— Task goal —
For the data below, give the number of lines in which "Result" occurs. Include nothing besides that number.

#### Source material

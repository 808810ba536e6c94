use std::path::{Path, PathBuf};

use serde::{Deserialize, Serialize};

use crate::dataset::Dataset;
use crate::error::{Result, StortingError};

/// Path to a JSON config file
pub const CONFIG_ENV: &str = "STORTING_CONFIG";
/// Overrides `dataset.path`
pub const DATASET_ENV: &str = "STORTING_DATASET";

#[derive(Debug, Clone, Default, Serialize, Deserialize)]
pub struct StortingConfig {
    #[serde(default)]
    pub dataset: DatasetConfig,
    #[serde(default)]
    pub window: WindowConfig,
    #[serde(default)]
    pub logging: LoggingConfig,
    /// File the config was read from; `None` for defaults
    #[serde(skip)]
    pub source: Option<PathBuf>,
}

impl StortingConfig {
    pub fn from_path(path: &Path) -> Result<Self> {
        let content = std::fs::read_to_string(path)?;
        let mut config: StortingConfig = serde_json::from_str(&content)?;
        config.source = Some(path.to_path_buf());
        Ok(config)
    }

    /// Defaults, then the file named by `STORTING_CONFIG`, then `STORTING_DATASET`.
    ///
    /// Sections are not validated here; each binary checks the ones it uses.
    /// Runs before logging is set up, so callers log `source` afterwards.
    pub fn from_env() -> Result<Self> {
        let mut config = match std::env::var_os(CONFIG_ENV) {
            Some(path) => Self::from_path(Path::new(&path))?,
            None => Self::default(),
        };

        if let Some(path) = std::env::var_os(DATASET_ENV) {
            config.dataset.path = Some(PathBuf::from(path));
        }

        Ok(config)
    }
}

#[derive(Debug, Clone, Default, Serialize, Deserialize)]
pub struct DatasetConfig {
    /// JSON dataset file; the bundled sample is used when absent
    #[serde(default)]
    pub path: Option<PathBuf>,
}

impl DatasetConfig {
    pub fn load(&self) -> Result<Dataset> {
        match &self.path {
            Some(path) => Dataset::load(path),
            None => Dataset::sample(),
        }
    }
}

#[derive(Debug, Clone, Serialize, Deserialize)]
pub struct WindowConfig {
    pub width: f32,
    pub height: f32,
    pub min_width: f32,
    pub min_height: f32,
}

impl WindowConfig {
    pub fn validate(&self) -> Result<()> {
        if self.width < self.min_width || self.height < self.min_height {
            return Err(StortingError::Config(format!(
                "window size {}x{} is below the minimum {}x{}",
                self.width, self.height, self.min_width, self.min_height
            )));
        }
        Ok(())
    }
}

impl Default for WindowConfig {
    fn default() -> Self {
        Self {
            width: 1200.0,
            height: 800.0,
            min_width: 800.0,
            min_height: 600.0,
        }
    }
}

#[derive(Debug, Clone, Serialize, Deserialize)]
pub struct LoggingConfig {
    /// `EnvFilter` directives, used when `RUST_LOG` is unset
    pub filter: String,
    /// Directory for `storting.log`; the system temp dir when absent
    #[serde(default)]
    pub directory: Option<PathBuf>,
}

impl Default for LoggingConfig {
    fn default() -> Self {
        Self {
            filter: "storting_core=info,storting_gui=info".to_string(),
            directory: None,
        }
    }
}

impl LoggingConfig {
    pub fn log_directory(&self) -> PathBuf {
        self.directory.clone().unwrap_or_else(std::env::temp_dir)
    }
}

########

— Problem solution —
5